A abrangência do artigo é vasta, alcançando não apenas órgãos diretamente ligados ao Ministério do Trabalho e Emprego ou à Previdência Social, mas qualquer colegiado público cujas pautas envolvam os interesses dessas categorias. A expressão “interesses profissionais ou previdenciários” é um conceito jurídico indeterminado que exige interpretação contextual, mas que, em linhas gerais, abarca questões como regulamentação de profissões, condições de trabalho, saúde e segurança ocupacional, e a própria administração dos fundos previdenciários. A efetividade dessa participação, contudo, depende da regulamentação infraconstitucional e da estrutura dos colegiados, que devem prever mecanismos reais de influência e não apenas de representação formal.
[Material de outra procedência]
pub mod control;
#[cfg(feature = "native")]
pub mod cpal_backend;
pub mod device;
pub mod engine;
pub mod event_loop;
pub mod format;
pub mod guard;
pub mod null_backend;
pub mod player;
pub mod ring_buffer;
pub mod session;
pub mod source;
pub mod worker;

pub use control::{clamp_volume, PlaybackControl, MAX_VOLUME};
#[cfg(feature = "native")]
pub use cpal_backend::CpalBackend;
pub use device::{
    BufferLayout, OpenQueue, OutputBackend, OutputBuffer, OutputQueue, PcmDevice, QueueHandle,
    RenderFn, Timeline, MIN_BUFFERS,
};
pub use engine::{EngineEvent, EngineListener, RenderEngine};
pub use event_loop::{EventLoop, EventLoopHandle, LoopEvent};
pub use format::SampleFormat;
pub use guard::{CallbackGuard, CallbackTicket};
pub use null_backend::NullBackend;
pub use player::Player;
pub use session::{estimate_playout_delay, RenderOutcome, RenderSession, RenderShared, RenderStats};
pub use source::{PcmProducer, PcmSource, RingPcmSource};
pub use worker::RenderWorker;
impl ClientHandle {
    pub fn new(
        config: ClientConfig,
        connector: Arc<dyn Connector>,
        backend: Arc<dyn OutputBackend>,
    ) -> Self {
        let identity = Identity {
            name: config.name.clone(),
            instance: config.instance,
        };
        Self {
            inner: Arc::new(ClientInner {
                config,
                connector,
                backend,
                control: PlaybackControl::new(),
                state: Mutex::new(StateCell::default()),
                notify_order: ReentrantMutex::new(()),
                identity: Mutex::new(identity),
                latency_ms: AtomicI32::new(0),
                callbacks: CallbackRegistry::new(),
                epoch: AtomicU64::new(0),
                active: Mutex::new(None),
                engine: Mutex::new(None),
            }),
        }
    }

    /// Client playing host-fed PCM on the platform output.
    pub fn create(config: ClientConfig) -> (Self, PcmProducer) {
        let (connector, producer) = PushConnector::new(config.feed_format, config.feed_capacity_ms);
        let client = Self::new(config, Arc::new(connector), default_backend());
        (client, producer)
    }

    // ─── Lifecycle ───

    pub fn start(&self, host: &str, port: u16) -> Result<(), ClientError> {
        let host = host.trim();
        if host.is_empty() {
            return Err(ClientError::InvalidEndpoint("empty host".into()));
        }
        if port == 0 {
            return Err(ClientError::InvalidEndpoint(format!("port {}", port)));
        }
        if self.inner.callbacks.guard().is_destroying() {
            return Err(ClientError::Destroyed);
        }
        // Checked before taking the lifecycle lock too, so a `Connecting`
        // callback that calls back in gets an error instead of blocking.
        let state = self.inner.state();
        if state != ConnectionState::Disconnected {
            return Err(ClientError::NotDisconnected(state));
        }

        let mut active = self.inner.active.lock();
        let state = self.inner.state();
        if state != ConnectionState::Disconnected {
            return Err(ClientError::NotDisconnected(state));
        }

        // Leftovers of a connection that dropped on its own.
        *self.inner.engine.lock() = None;
        if let Some(stale) = active.take() {
            stale.shutdown();
        }

        let epoch = self.inner.epoch.fetch_add(1, Ordering::SeqCst) + 1;
        let events = ClientEvents::new(Arc::downgrade(&self.inner), epoch);
        self.inner.set_state(ConnectionState::Connecting);

        let request = ConnectRequest {
            host: host.to_string(),
            port,
            identity: self.identity(),
            latency_ms: self.latency(),
        };
        let outcome = self.open_connection(&mut active, &request, events);
        let change = match &outcome {
            Ok(connected) => Some(*connected),
            Err(_) => self.inner.update_state(ConnectionState::Disconnected),
        };
        drop(active);

        self.inner.report_state(change);
        match outcome {
            Ok(_) => {
                self.inner
                    .log(LogLevel::Info, &format!("Connected to {}:{}", host, port));
                Ok(())
            }
            Err(e) => {
                self.inner
                    .log(LogLevel::Error, &format!("Failed to connect to {}:{}: {}", host, port, e));
                Err(e)
            }
        }
    }

    /// Connect and bring up the render worker. Runs under the lifecycle lock;
    /// the `Connected` change is returned for the caller to report.
    fn open_connection(
        &self,
        active: &mut Option<ActiveConnection>,
        request: &ConnectRequest,
        events: ClientEvents,
    ) -> Result<StateChange, ClientError> {
        let mut connection = self.inner.connector.connect(request, events.clone())?;

        let Some(connected) = self
            .inner
            .transition_state(ConnectionState::Connecting, ConnectionState::Connected)
        else {
            connection.stop();
            return Err(ClientError::Connect("connection lost while connecting".into()));
        };

        let engine = Arc::new(
            RenderEngine::new(
                connection.source(),
                self.inner.backend.clone(),
                self.inner.control.clone(),
                self.inner.config.player.clone(),
            )
            .with_listener(events.engine_listener()),
        );
        let worker = match RenderWorker::start(engine.clone()) {
            Ok(worker) => worker,
            Err(e) => {
                connection.stop();
                return Err(e.into());
            }
        };

        *self.inner.engine.lock() = Some(engine);
        *active = Some(ActiveConnection { worker, connection });
        Ok(connected)
    }

    /// Stop playback and close the connection. Blocks until the render worker
    /// has exited. No-op when already disconnected.
    pub fn stop(&self) {
        let change = {
            let mut active = self.inner.active.lock();
            // Anything the old connection still reports is stale from here on.
            self.inner.epoch.fetch_add(1, Ordering::SeqCst);
            let change = self.inner.update_state(ConnectionState::Disconnected);
            *self.inner.engine.lock() = None;
            if let Some(current) = active.take() {
                current.shutdown();
            }
            change
        };

        if change.is_some() {
            self.inner.report_state(change);
            self.inner.log(LogLevel::Info, "Stopped");
        }
    }

    /// Stop delivering callbacks. Non-blocking; `destroy` finishes the job.
    pub fn begin_destroy(&self) {
        self.inner.callbacks.guard().begin_destroy();
    }

    /// Stop callbacks, wait for in-flight ones (bounded), then stop.
    pub fn destroy(&self) {
        let guard = self.inner.callbacks.guard();
        guard.begin_destroy();
        if !guard.wait_drained(self.inner.config.destroy_timeout()) {
            warn!(
                "{} client callback(s) still running after {} ms, destroying anyway",
                guard.in_flight(),
                self.inner.config.destroy_timeout_ms
            );
        }
        self.stop();
    }

    // ─── Playback ───

    fn engine(&self) -> Option<Arc<RenderEngine>> {
        self.inner.engine.lock().clone()
    }

    pub fn pause(&self) {
        match self.engine() {
            Some(engine) => engine.pause(),
            None => {
                self.inner.control.set_paused(true);
            }
        }
    }

    pub fn resume(&self) {
        match self.engine() {
            Some(engine) => engine.resume(),
            None => {
                self.inner.control.set_paused(false);
            }
        }
    }

    pub fn is_paused(&self) -> bool {
        self.inner.control.is_paused()
    }

    /// Clamped to `0..=100`; returns the stored value.
    pub fn set_volume(&self, percent: i32) -> u8 {
        self.inner.control.set_volume(percent)
    }

    pub fn volume(&self) -> u8 {
        self.inner.control.volume()
    }

    pub fn set_muted(&self, muted: bool) {
        self.inner.control.set_muted(muted);
    }

    pub fn is_muted(&self) -> bool {
        self.inner.control.is_muted()
    }

    /// Latency is sent at connect time, so it can only change while
    /// disconnected. Returns whether the value was taken.
    pub fn set_latency(&self, latency_ms: i32) -> bool {
        if self.inner.state() != ConnectionState::Disconnected {
            info!("Ignoring latency change while connected");
            return false;
        }
        self.inner.latency_ms.store(latency_ms, Ordering::SeqCst);
        true
    }

    pub fn latency(&self) -> i32 {
        self.inner.latency_ms.load(Ordering::SeqCst)
    }

    // ─── Identity & Status ───

    /// Takes effect on the next `start`.
    pub fn set_name(&self, name: &str) {
        self.inner.identity.lock().name = name.to_string();
    }

    /// Takes effect on the next `start`.
    pub fn set_instance(&self, instance: u32) {
        self.inner.identity.lock().instance = instance;
    }

    pub fn identity(&self) -> Identity {
        self.inner.identity.lock().clone()
    }

    pub fn state(&self) -> ConnectionState {
        self.inner.state()
    }

    pub fn is_connected(&self) -> bool {
        self.state().is_connected()
    }

    pub fn settings(&self) -> Settings {
        Settings {
            volume: self.volume(),
            muted: self.is_muted(),
            latency_ms: self.latency(),
        }
    }

    /// Render counters of the running worker, if any.
    pub fn stats(&self) -> Option<RenderStats> {
        self.engine().map(|engine| engine.stats())
    }

    // ─── Callbacks ───

    /// Called on whichever thread changed the state, the render worker
    /// included. Notifications arrive in order and one superseded before it
    /// could be delivered is dropped, so the last one always matches
    /// [`ClientHandle::state`].
    ///
    /// The callback may `start` the client again once `Disconnected` is
    /// reported. It must not call `stop` or `destroy`: both join the render
    /// worker, which may be the calling thread, and `Connecting` is reported
    /// while `start` holds the lifecycle lock they need.
    pub fn register_state_callback<F>(&self, callback: F)
    where
        F: Fn(ConnectionState) + Send + Sync + 'static,
    {
        self.inner.callbacks.set_state(Some(Arc::new(callback)));
    }

    pub fn register_settings_callback<F>(&self, callback: F)
    where
        F: Fn(u8, bool, i32) + Send + Sync + 'static,
    {
        self.inner.callbacks.set_settings(Some(Arc::new(callback)));
    }

    pub fn register_log_callback<F>(&self, callback: F)
    where
        F: Fn(LogLevel, &str) + Send + Sync + 'static,
    {
        self.inner.callbacks.set_log(Some(Arc::new(callback)));
    }

    pub fn clear_state_callback(&self) {
        self.inner.callbacks.set_state(None);
    }

    pub fn clear_settings_callback(&self) {
        self.inner.callbacks.set_settings(None);
    }

    pub fn clear_log_callback(&self) {
        self.inner.callbacks.set_log(None);
    }
}
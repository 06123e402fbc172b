use thiserror::Error;

use crate::client::ConnectionState;

/// Output-device failures. Everything except [`DeviceError::NoDevice`] is
/// retried by the render worker on its next data-availability wakeup.
#[derive(Debug, Error, Clone, PartialEq, Eq)]
pub enum DeviceError {
    #[error("no output device available")]
    NoDevice,
    #[error("unsupported sample format: {0}")]
    UnsupportedFormat(String),
    #[error("failed to build output stream: {0}")]
    BuildStream(String),
    #[error("failed to start output: {0}")]
    Start(String),
    #[error("failed to pause output: {0}")]
    Pause(String),
    #[error("failed to spawn thread: {0}")]
    Spawn(String),
}

impl DeviceError {
    /// A fatal error ends the worker instead of being retried.
    pub fn is_fatal(&self) -> bool {
        matches!(self, DeviceError::NoDevice)
    }
}

#[derive(Debug, Error, Clone, PartialEq, Eq)]
pub enum ClientError {
    #[error("client is {0:?}, expected Disconnected")]
    NotDisconnected(ConnectionState),
    #[error("client is being destroyed")]
    Destroyed,
    #[error("invalid endpoint: {0}")]
    InvalidEndpoint(String),
    #[error("connection failed: {0}")]
    Connect(String),
    #[error(transparent)]
    Device(#[from] DeviceError),
}

#[derive(Debug, Error)]
pub enum ConfigError {
    #[error("failed to read config: {0}")]
    Io(#[from] std::io::Error),
    #[error("failed to parse config: {0}")]
    Parse(#[from] serde_json::Error),
    #[error("invalid config: {0}")]
    Invalid(String),
}
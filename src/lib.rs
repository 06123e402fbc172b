pub mod audio;
pub mod client;
pub mod config;
pub mod error;
pub mod ffi;
pub mod logging;

pub use audio::{
    NullBackend, OutputBackend, PcmProducer, PcmSource, PlaybackControl, RenderEngine,
    RenderStats, RenderWorker, SampleFormat,
};
#[cfg(feature = "native")]
pub use audio::CpalBackend;
pub use client::{ClientEvents, ClientHandle, ConnectionState, Connector, PushConnector};
pub use config::{ClientConfig, PlayerSettings};
pub use error::{ClientError, ConfigError, DeviceError};
pub use logging::LogLevel;
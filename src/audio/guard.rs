//! Callback lifecycle guard.
//!
//! Every externally observable callback runs inside a [`CallbackTicket`]. Once
//! [`CallbackGuard::begin_destroy`] has been called no new ticket is handed
//! out, and [`CallbackGuard::wait_drained`] lets the owner block (bounded)
//! until the tickets already out have been dropped.
//!
//! The same guard protects the render callback against session teardown and
//! the client callbacks against `destroy()`.

use std::sync::atomic::{AtomicBool, AtomicUsize, Ordering};
use std::sync::Arc;
use std::time::{Duration, Instant};

use parking_lot::{Condvar, Mutex};

/// Re-check interval for waiters when no destroy is in progress, since exits
/// only signal once destroying is set.
const DRAIN_POLL: Duration = Duration::from_millis(5);

#[derive(Clone, Default)]
pub struct CallbackGuard {
    inner: Arc<GuardInner>,
}

#[derive(Default)]
struct GuardInner {
    in_flight: AtomicUsize,
    destroying: AtomicBool,
    drained_lock: Mutex<()>,
    drained: Condvar,
}

/// Proof that a callback invocation is in flight. Dropping it ends the
/// invocation, including on early return or unwind.
#[must_use = "the callback is only tracked while the ticket is alive"]
pub struct CallbackTicket<'a> {
    inner: &'a GuardInner,
}

impl CallbackGuard {
    pub fn new() -> Self {
        Self::default()
    }

    /// Try to begin a callback invocation. Returns `None` once destruction
    /// has begun. Lock-free.
    pub fn enter(&self) -> Option<CallbackTicket<'_>> {
        let inner = &*self.inner;
        if inner.destroying.load(Ordering::SeqCst) {
            return None;
        }
        inner.in_flight.fetch_add(1, Ordering::SeqCst);
        // Increment-then-recheck: a destroy that started while we were
        // incrementing must not see us run.
        if inner.destroying.load(Ordering::SeqCst) {
            inner.exit();
            return None;
        }
        Some(CallbackTicket { inner })
    }

    /// Stop admitting callbacks. Idempotent, never blocks.
    pub fn begin_destroy(&self) {
        self.inner.destroying.store(true, Ordering::SeqCst);
    }

    pub fn is_destroying(&self) -> bool {
        self.inner.destroying.load(Ordering::SeqCst)
    }

    pub fn in_flight(&self) -> usize {
        self.inner.in_flight.load(Ordering::SeqCst)
    }

    /// Block until no callback is in flight or `timeout` elapses. Returns
    /// whether the guard drained.
    pub fn wait_drained(&self, timeout: Duration) -> bool {
        let inner = &*self.inner;
        let deadline = Instant::now() + timeout;
        let mut lock = inner.drained_lock.lock();
        loop {
            if inner.in_flight.load(Ordering::SeqCst) == 0 {
                return true;
            }
            let now = Instant::now();
            if now >= deadline {
                return false;
            }
            let mut slice = deadline - now;
            if !inner.destroying.load(Ordering::SeqCst) {
                slice = slice.min(DRAIN_POLL);
            }
            inner.drained.wait_for(&mut lock, slice);
        }
    }
}

impl GuardInner {
    fn exit(&self) {
        let previous = self.in_flight.fetch_sub(1, Ordering::SeqCst);
        // Only a destroyer ever waits, so the signal (and its lock) is skipped
        // on the hot path.
        if previous == 1 && self.destroying.load(Ordering::SeqCst) {
            let _lock = self.drained_lock.lock();
            self.drained.notify_all();
        }
    }
}

impl Drop for CallbackTicket<'_> {
    fn drop(&mut self) {
        self.inner.exit();
    }
}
Na prática advocatícia, o Art. 10 da CF/88 serve como fundamento para questionar a composição de conselhos e colegiados, bem como a validade de deliberações tomadas sem a devida participação das categorias interessadas. A jurisprudência do Supremo Tribunal Federal, embora não tenha um vasto repertório específico sobre este artigo, tem reforçado a importância da participação social em diversas esferas, como nos conselhos de saúde e assistência social, por exemplo. Conforme análises realizadas pelo sistema de inteligência artificial jurídica Redizz, que mapeia a legislação brasileira, a interpretação extensiva desse dispositivo é crucial para a concretização dos direitos sociais e para a construção de um Estado mais democrático e inclusivo. A ausência de representatividade ou a mera formalidade da participação podem ensejar a nulidade de atos administrativos ou a propositura de ações que visem à recomposição dos colegiados.
As discussões doutrinárias giram em torno da natureza dessa participação: se ela seria meramente consultiva ou se teria caráter deliberativo vinculante. Embora a Constituição não especifique, a finalidade do dispositivo sugere que a participação deve ser efetiva, com poder de influenciar as decisões. A autonomia coletiva e a democracia econômica são pilares que sustentam a interpretação desse artigo, impulsionando a busca por um equilíbrio entre os interesses do capital e do trabalho na formulação de políticas públicas. A advocacia, portanto, deve estar atenta à correta aplicação deste preceito, garantindo que a voz dos representados seja ouvida e considerada nos fóruns decisórios.